[Performance] A way to share weights between sessions

leugenea commented 1 year ago

Describe the issue

If I have multiple inference sessions for the same model I have to store constant weights multiple times despite the fact that they're constant and cannot be changed in runtime.

From what I see in documentation (Share initializer(s) and their ORT pre-processed version(s) between sessions section) there's a way to manually add initializer using AddInitilizer() function. And more: looks like I can use CreateSessionWithPrepackedWeightsContainer() function variant to prepack these manually added initializers.

Am I correct that to share all weights between multiple inference sessions I should:

manually export all weights and their names from ONNX model,
save and load them into tensors by myself,
add them to the first created session with AddInitilizer(),
create prepacked weight container and pass it to CreateSessionWithPrepackedWeightsContainer(),
and use this container for future sessions

So my questions are:

Is there an easier way to share weights?
Looks like this method only supports CPU provider but constant weights could be shared between multiple sessions working on the same GPU device. Is there any way to do this?

To reproduce

Load same model into one or N different sessions using CPU or CUDA provider (same for all sessions),
See that memory (RAM or GPU RAM) consumption for N sessions is ~ N× memory consumption for one session

Platform

Any

OS Version

Any

ONNX Runtime Installation

Built from Source

ONNX Runtime Version or Commit ID

v1.14.1

ONNX Runtime API

Any

Architecture

X64

Execution Provider

Default CPU, CUDA

Is this a quantized model?

Should not matter

elephantpanda commented 1 year ago

Sorry, this might be a silly question, but why do you have multiple sessions for the same model? Why not have just one session and run things in batches?

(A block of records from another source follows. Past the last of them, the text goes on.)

//! The probe/insert/clear engine.
//!
//! A [`Table`] owns a power-of-two metadata buffer rented from a
//! [`BufferPool`] and nothing else; key storage and key equality live with
//! the caller and reach the engine as closures over key slots. One walk
//! routine serves lookups and insertions alike: it follows a key's stride
//! until it either meets the key's own packed word or passes the point
//! where that word would have to be.

use core::fmt::Debug;
use core::mem;

use crate::meta::EPOCH_SHIFT;
use crate::meta::MAX_COUNTED_DISTANCE;
use crate::meta::SlotData;
use crate::meta::SlotMeta;
use crate::pool::BufferPool;
use crate::pool::RentedBuf;
use crate::probe::Jump;
use crate::probe::wrap;
use crate::version::TableVersion;

/// Step width for the next probe: the key's own stride while the walked
/// word can still count its distance, and 1 once it has saturated. The
/// saturated tail of every chain is a plain linear scan, so chains that
/// outgrow the distance field stay findable no matter which stride built
/// them.
#[inline(always)]
fn step(entry: SlotData, jump: Jump) -> usize {
    if entry.distance() < MAX_COUNTED_DISTANCE {
        jump.stride()
    } else {
        1
    }
}

/// Outcome of a probe walk.
pub(crate) enum Probe {
    /// The key is present at this key slot.
    Found(usize),
    /// The key is absent; this is where it belongs.
    Vacant(VacantSlot),
}

/// An insertion point: the slot index where the walk ended and the packed
/// word the new entry carries there.
#[derive(Clone, Copy)]
pub(crate) struct VacantSlot {
    index: usize,
    data: SlotData,
}

pub(crate) struct Table {
    slots: RentedBuf,
    version: TableVersion,
    count: usize,
}

impl Table {
    /// The preallocated empty table: every lookup misses, and growth rents
    /// real storage before the first insertion.
    pub(crate) fn empty() -> Table {
        Table {
            slots: RentedBuf::empty(),
            version: TableVersion::BASE,
            count: 0,
        }
    }

    pub(crate) fn rent(pool: &BufferPool, min_len: usize) -> Table {
        let (slots, version) = pool.rent(min_len);
        Table {
            slots,
            version,
            count: 0,
        }
    }

    /// Hands the backing buffer back to `pool`, recording the version it
    /// reached.
    pub(crate) fn release(self, pool: &BufferPool) {
        pool.give_back(self.slots, self.version);
    }

    /// Number of slots in the table.
    pub(crate) fn len(&self) -> usize {
        self.slots.len()
    }

    /// Number of live entries.
    pub(crate) fn count(&self) -> usize {
        self.count
    }

    pub(crate) fn version(&self) -> TableVersion {
        self.version
    }

    /// Overrides the version word. The caller must keep the epoch
    /// authoritative for the buffer's contents; the index uses this to
    /// carry its generation across a buffer swap.
    pub(crate) fn set_version(&mut self, version: TableVersion) {
        debug_assert_eq!(version.epoch(), self.version.epoch());
        self.version = version;
    }

    #[inline(always)]
    fn mask(&self) -> usize {
        self.slots.len() - 1
    }

    /// Packed words below this value belong to earlier epochs (or to
    /// never-used slots) and read as empty.
    #[inline(always)]
    fn epoch_floor(&self) -> u32 {
        (self.version.epoch().get() as u32) << EPOCH_SHIFT
    }

    /// Looks up `hash`, testing candidate key slots with `eq`. Returns the
    /// key slot the key was assigned when it was inserted.
    pub(crate) fn find(&self, hash: u32, eq: impl FnMut(usize) -> bool) -> Option<usize> {
        if self.slots.is_empty() {
            return None;
        }
        match self.walk(hash, eq) {
            Probe::Found(key_slot) => Some(key_slot),
            Probe::Vacant(_) => None,
        }
    }

    /// The shared probe walk. Starting from the key's home slot, the walked
    /// entry word gains one stride of distance per step; the stored word
    /// matching it exactly is the key's own run (resolved by `eq`), and the
    /// first stored word strictly below it proves the key absent and marks
    /// the insertion point.
    pub(crate) fn walk(&self, hash: u32, mut eq: impl FnMut(usize) -> bool) -> Probe {
        debug_assert!(!self.slots.is_empty());
        let slots = &self.slots.slots;
        let mask = self.mask();

        let mut entry = SlotData::new_entry(hash, self.version.epoch());
        let jump = Jump::from_data(entry);
        let mut pos = wrap(hash as usize, mask);
        let mut steps = 0usize;

        loop {
            let stored = slots[pos];
            if stored.data == entry {
                if stored.key_slot >= 0 && eq(stored.key_slot as usize) {
                    return Probe::Found(stored.key_slot as usize);
                }
            } else if stored.data < entry {
                return Probe::Vacant(VacantSlot { index: pos, data: entry });
            }

            steps += 1;
            // A walk touches each slot at most once per phase (strided,
            // then linear after saturation), so twice the table length
            // means the table is full or the order invariant is broken.
            assert!(
                steps <= slots.len() * 2,
                "probe outran the table without resolving; the table is corrupted"
            );
            pos = wrap(pos + step(entry, jump), mask);
            entry = entry.add_jump(jump);
        }
    }

    /// Writes `key_slot` into an insertion point found by
    /// [`walk`](Self::walk), relocating any live occupant down its own
    /// chain. Returns the probe distance at which the incoming entry
    /// settled, so the caller can track collision pressure.
    ///
    /// Displacement is the Robin Hood step: the arriving word is always the
    /// larger one at its slot, so the occupant it evicts re-walks forward
    /// with its own stride, evicting in turn wherever its word is larger,
    /// until an empty or stale slot absorbs the chain. The chain writes
    /// metadata only; it cannot allocate or grow the table.
    pub(crate) fn install(&mut self, vacant: VacantSlot, key_slot: usize) -> u32 {
        let settled_distance = vacant.data.distance();
        let epoch_floor = self.epoch_floor();
        let mask = self.mask();
        let slots = &mut self.slots.slots;

        let incoming = SlotMeta::new(key_slot as i32, vacant.data);
        let mut displaced = mem::replace(&mut slots[vacant.index], incoming);
        self.count += 1;

        if displaced.data.raw() < epoch_floor {
            return settled_distance;
        }

        let mut pos = vacant.index;
        loop {
            let mut data = displaced.data;
            let jump = Jump::from_data(data);
            let mut steps = 0usize;
            loop {
                pos = wrap(pos + step(data, jump), mask);
                data = data.add_jump(jump);

                let stored = slots[pos];
                if stored.data.raw() < epoch_floor {
                    slots[pos] = displaced.with_data(data);
                    return settled_distance;
                }
                if stored.data < data {
                    slots[pos] = displaced.with_data(data);
                    displaced = stored;
                    break;
                }

                steps += 1;
                assert!(
                    steps <= slots.len() * 2,
                    "displacement chain outran the table; the table is corrupted"
                );
            }
        }
    }

    /// Reinserts an existing key during a rehash. Returns the settled probe
    /// distance.
    ///
    /// # Panics
    ///
    /// Panics if the key is already present: two key slots holding equal
    /// keys means the caller's `Eq`/`Hash` contract is broken, and
    /// continuing would silently corrupt the index.
    pub(crate) fn reinsert(
        &mut self,
        hash: u32,
        key_slot: usize,
        eq: impl FnMut(usize) -> bool,
    ) -> u32 {
        match self.walk(hash, eq) {
            Probe::Found(_) => panic!("duplicate key encountered during rehash"),
            Probe::Vacant(vacant) => self.install(vacant, key_slot),
        }
    }

    /// Logically empties the table by advancing the epoch: every live word
    /// drops below the new epoch floor without a single slot being touched.
    /// Only when the 16-bit epoch space wraps is the buffer physically
    /// vacant-filled.
    pub(crate) fn clear(&mut self) {
        self.count = 0;
        let (version, wrapped) = self.version.bump_epoch();
        self.version = version;
        if wrapped {
            self.slots.slots.fill(SlotMeta::VACANT);
        }
    }
}

impl Debug for Table {
    fn fmt(&self, f: &mut core::fmt::Formatter<'_>) -> core::fmt::Result {
        let epoch_floor = self.epoch_floor();
        f.debug_struct("Table")
            .field("len", &self.len())
            .field("count", &self.count)
            .field("version", &self.version)
            .field(
                "live",
                &self
                    .slots
                    .slots
                    .iter()
                    .enumerate()
                    .filter(|(_, slot)| slot.data.raw() >= epoch_floor)
                    .map(|(at, slot)| (at, *slot))
                    .collect::<alloc::vec::Vec<_>>(),
            )
            .finish()
    }
}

leugenea commented 1 year ago

Sorry, this might be a silly question, but why do you have multiple sessions for the same model? Why not have just one session and run things in batches?

I must maintain latency of model replies so I cannot use batches. I want to have a pool of workers so I assume each worker must have it's own Session instance.

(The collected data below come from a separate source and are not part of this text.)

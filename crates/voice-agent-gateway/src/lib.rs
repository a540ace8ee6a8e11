//! Voice agent gateway: the WebSocket RPC surface and the orchestration
//! behind it.
//!
//! Requests arrive as JSON frames on `/ws`. Each one is dispatched on its
//! own task; blocking work (recording, recognition, signal bus calls) runs
//! on tokio's blocking pool.

pub mod connection;
pub mod methods;
pub mod server;
pub mod session;
pub mod state;
pub mod voice;

pub use server::start_gateway;
pub use session::{SessionError, SessionTable};
pub use state::{ConnectionState, GatewayState};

pranavsharma commented 1 year ago

You don't have to create multiple sessions for the same model; it's a huge waste of resources. Create only one session and reuse the same in different run threads. It's designed for concurrent runs.

brian-at-pieces commented 1 year ago

I actually have a similar issue. I'm finetuning a base T5 model for multiple tasks using LoRA so the majority of the weights are going to be the same between my sessions. I'm successfully using AddInitializers to replace the existing weights at runtime with the task-specific LoRA weights, but I'd like to run multiple tasks without blowing up memory so I was thinking of using this same method to create multiple session instances that shared the overlapping weights (i.e all weights besides the LorA weights)

brian-at-pieces commented 1 year ago

Thinking about this more, I'm not sure it'll work b/c the lora initializers have the same id's between tasks so they'll conflict when using AddInitializers

pranavsharma commented 1 year ago

Not sure why it wouldn't work. Can you elaborate? A 1P team has the exact same use case (same weights across hundreds of models) and is using this API successfully. The AddInitializer API is only concerned with the raw bytes assuming the name used is the same as that in the model.

leugenea commented 1 year ago

You don't have to create multiple sessions for the same model; it's a huge waste of resources. Create only one session and reuse the same in different run threads. It's designed for concurrent runs.

But this way every Run must have it's own buffers as well as it's own thread pool. Isn't it a huge waste of resources too? I mean threads creation, memory allocations/deallocations, memory fragmentation. In my opinion having shared weights across multiple sessions but buffers/thread pools as session "state" seems a lot more optimal.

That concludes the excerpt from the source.